- [YOUR GOAL]:
Copy each line of the records that contains the word "user".

:: DATA PROVIDED ::

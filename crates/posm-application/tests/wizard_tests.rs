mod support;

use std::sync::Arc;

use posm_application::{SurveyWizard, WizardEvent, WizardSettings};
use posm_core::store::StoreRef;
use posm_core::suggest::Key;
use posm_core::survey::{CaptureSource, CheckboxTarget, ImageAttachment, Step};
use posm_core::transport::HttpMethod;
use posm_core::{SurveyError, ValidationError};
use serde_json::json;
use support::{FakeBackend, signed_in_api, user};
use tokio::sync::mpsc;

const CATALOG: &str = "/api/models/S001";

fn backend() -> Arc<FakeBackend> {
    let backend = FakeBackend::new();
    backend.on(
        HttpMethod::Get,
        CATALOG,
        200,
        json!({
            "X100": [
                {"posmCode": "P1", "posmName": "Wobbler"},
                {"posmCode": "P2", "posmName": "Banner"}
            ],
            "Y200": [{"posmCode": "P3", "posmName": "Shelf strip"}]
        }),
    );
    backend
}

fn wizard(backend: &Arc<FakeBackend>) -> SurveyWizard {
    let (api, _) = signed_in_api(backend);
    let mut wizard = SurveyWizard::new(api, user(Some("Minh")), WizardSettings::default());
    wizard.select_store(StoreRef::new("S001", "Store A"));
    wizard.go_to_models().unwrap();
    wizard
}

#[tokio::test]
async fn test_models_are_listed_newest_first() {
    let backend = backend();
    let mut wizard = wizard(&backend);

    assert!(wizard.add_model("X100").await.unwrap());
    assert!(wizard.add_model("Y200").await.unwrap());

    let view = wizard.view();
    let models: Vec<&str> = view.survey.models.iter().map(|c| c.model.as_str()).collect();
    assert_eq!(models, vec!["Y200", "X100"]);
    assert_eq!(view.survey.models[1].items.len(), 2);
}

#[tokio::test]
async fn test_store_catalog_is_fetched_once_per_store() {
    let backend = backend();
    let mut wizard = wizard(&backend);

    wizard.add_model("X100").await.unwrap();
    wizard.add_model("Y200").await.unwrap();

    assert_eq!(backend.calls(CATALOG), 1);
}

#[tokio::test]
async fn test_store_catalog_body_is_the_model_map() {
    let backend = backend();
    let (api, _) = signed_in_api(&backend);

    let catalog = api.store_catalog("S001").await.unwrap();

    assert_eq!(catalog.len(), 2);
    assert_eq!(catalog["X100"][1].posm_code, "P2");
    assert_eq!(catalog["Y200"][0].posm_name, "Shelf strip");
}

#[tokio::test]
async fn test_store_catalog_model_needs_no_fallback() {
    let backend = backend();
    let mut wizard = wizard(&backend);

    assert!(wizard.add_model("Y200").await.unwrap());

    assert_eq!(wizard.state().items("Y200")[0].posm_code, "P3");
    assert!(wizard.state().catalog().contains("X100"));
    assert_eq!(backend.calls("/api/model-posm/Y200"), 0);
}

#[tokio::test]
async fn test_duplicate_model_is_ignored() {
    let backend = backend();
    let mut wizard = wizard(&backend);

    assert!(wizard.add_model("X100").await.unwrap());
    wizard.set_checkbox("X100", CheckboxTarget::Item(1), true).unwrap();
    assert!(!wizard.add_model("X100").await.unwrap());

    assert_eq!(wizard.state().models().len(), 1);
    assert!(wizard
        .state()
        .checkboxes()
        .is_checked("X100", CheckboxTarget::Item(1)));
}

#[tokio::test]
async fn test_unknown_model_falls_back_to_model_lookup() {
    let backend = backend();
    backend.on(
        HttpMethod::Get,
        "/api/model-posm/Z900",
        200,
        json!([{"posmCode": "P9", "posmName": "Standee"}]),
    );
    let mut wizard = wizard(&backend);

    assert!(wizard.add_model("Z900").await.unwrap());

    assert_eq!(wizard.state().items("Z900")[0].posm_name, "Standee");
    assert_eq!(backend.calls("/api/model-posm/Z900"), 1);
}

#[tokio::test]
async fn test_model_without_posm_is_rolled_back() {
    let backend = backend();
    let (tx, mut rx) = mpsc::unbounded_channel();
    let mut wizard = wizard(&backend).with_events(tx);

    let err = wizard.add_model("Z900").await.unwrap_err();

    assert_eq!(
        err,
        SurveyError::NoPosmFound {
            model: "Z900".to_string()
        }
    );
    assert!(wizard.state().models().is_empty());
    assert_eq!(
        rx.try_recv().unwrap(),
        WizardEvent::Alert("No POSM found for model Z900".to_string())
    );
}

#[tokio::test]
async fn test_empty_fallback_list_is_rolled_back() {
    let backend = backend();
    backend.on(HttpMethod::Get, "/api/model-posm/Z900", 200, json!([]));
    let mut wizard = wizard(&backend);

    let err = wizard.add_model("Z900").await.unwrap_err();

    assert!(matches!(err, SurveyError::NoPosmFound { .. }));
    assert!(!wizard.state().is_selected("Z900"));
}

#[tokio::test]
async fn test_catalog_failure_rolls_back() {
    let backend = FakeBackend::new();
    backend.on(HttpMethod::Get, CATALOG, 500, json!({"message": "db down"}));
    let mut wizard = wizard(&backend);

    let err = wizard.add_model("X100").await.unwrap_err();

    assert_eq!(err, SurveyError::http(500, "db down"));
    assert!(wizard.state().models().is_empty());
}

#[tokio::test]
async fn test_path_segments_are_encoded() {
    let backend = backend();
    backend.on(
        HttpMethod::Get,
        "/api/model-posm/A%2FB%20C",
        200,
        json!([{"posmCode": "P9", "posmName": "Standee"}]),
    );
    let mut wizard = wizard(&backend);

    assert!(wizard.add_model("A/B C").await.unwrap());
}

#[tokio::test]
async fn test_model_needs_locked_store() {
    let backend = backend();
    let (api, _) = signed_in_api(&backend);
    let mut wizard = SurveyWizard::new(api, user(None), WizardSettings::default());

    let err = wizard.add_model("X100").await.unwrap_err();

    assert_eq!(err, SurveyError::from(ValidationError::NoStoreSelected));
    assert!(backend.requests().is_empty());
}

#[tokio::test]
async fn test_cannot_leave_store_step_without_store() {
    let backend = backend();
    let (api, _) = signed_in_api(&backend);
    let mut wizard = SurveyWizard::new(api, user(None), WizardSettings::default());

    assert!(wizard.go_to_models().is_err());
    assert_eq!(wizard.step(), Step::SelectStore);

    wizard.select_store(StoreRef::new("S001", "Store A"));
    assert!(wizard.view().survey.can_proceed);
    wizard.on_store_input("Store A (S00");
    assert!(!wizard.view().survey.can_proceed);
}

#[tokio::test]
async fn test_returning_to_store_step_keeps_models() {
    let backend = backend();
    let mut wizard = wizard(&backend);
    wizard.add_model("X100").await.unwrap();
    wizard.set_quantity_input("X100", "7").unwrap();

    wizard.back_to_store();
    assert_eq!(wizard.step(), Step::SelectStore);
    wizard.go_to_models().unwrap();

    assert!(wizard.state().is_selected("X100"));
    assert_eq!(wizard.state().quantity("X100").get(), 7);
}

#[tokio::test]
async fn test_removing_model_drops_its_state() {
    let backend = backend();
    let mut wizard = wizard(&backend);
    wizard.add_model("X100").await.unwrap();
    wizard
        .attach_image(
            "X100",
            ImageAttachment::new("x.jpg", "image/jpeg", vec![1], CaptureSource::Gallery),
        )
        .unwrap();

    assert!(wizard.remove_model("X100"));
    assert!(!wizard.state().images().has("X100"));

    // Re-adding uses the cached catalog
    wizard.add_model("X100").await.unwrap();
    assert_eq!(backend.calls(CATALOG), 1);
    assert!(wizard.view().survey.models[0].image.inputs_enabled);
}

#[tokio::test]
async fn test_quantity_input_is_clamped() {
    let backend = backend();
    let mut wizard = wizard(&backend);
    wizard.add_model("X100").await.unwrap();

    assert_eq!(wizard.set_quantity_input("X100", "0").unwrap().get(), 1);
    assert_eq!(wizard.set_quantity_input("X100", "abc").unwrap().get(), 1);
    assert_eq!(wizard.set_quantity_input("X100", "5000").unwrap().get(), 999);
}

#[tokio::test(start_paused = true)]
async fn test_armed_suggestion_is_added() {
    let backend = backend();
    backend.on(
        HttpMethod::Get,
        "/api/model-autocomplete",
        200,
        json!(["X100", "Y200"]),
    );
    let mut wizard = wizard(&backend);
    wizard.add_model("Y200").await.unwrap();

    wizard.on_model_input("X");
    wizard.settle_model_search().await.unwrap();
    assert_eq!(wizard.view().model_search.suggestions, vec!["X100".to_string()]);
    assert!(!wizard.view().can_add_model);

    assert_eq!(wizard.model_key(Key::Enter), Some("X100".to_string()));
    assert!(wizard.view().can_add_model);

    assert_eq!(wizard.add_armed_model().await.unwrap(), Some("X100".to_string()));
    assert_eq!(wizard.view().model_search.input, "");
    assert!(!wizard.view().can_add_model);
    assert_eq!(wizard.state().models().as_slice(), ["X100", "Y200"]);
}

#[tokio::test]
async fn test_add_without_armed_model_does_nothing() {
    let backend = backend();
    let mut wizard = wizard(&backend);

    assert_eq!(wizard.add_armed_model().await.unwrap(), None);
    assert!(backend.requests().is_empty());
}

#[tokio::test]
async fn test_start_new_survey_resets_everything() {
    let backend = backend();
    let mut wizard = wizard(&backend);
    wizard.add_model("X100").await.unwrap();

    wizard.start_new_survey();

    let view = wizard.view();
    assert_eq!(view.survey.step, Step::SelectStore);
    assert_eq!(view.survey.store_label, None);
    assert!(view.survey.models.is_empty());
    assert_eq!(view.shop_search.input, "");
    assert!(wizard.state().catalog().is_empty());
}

:::

- [YOUR SOLUTION]:
use support::{FakeBackend, signed_in_api, user};
    let mut wizard = SurveyWizard::new(api, user(Some("Minh")), WizardSettings::default());
    let mut wizard = SurveyWizard::new(api, user(None), WizardSettings::default());
    let mut wizard = SurveyWizard::new(api, user(None), WizardSettings::default());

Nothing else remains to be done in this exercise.